*Problem details:* Below are the records. Gather each line that holds "crate".

(Saved data entries)
- - - -

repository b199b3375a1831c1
pub mod error;
pub mod store;
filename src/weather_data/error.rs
use crate::types::error::SeriesError;
use crate::weather_data::response::api_error_message;
use chrono::NaiveDate;
use thiserror::Error;

#[derive(Debug, Error)]
pub enum WeatherDataError {
    #[error("Failed to initialise HTTP client")]
    ClientBuild(#[source] reqwest::Error),

    #[error("Network request failed for {0}")]
    NetworkRequest(String, #[source] reqwest::Error),

    #[error("Weather API returned {status} for {date}: {}", api_error_message(.body))]
    ApiStatus {
        date: NaiveDate,
        status: reqwest::StatusCode,
        body: String,
    },

    #[error("Weather API response for {date} has no forecast day data")]
    MissingData { date: NaiveDate },

    #[error("Weather API response for {date} is not valid JSON")]
    JsonParse {
        date: NaiveDate,
        #[source]
        source: serde_json::Error,
    },

    #[error(transparent)]
    Series(#[from] SeriesError),
}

- - - -

*Final answer:*
use crate::types::error::SeriesError;
use crate::weather_data::response::api_error_message;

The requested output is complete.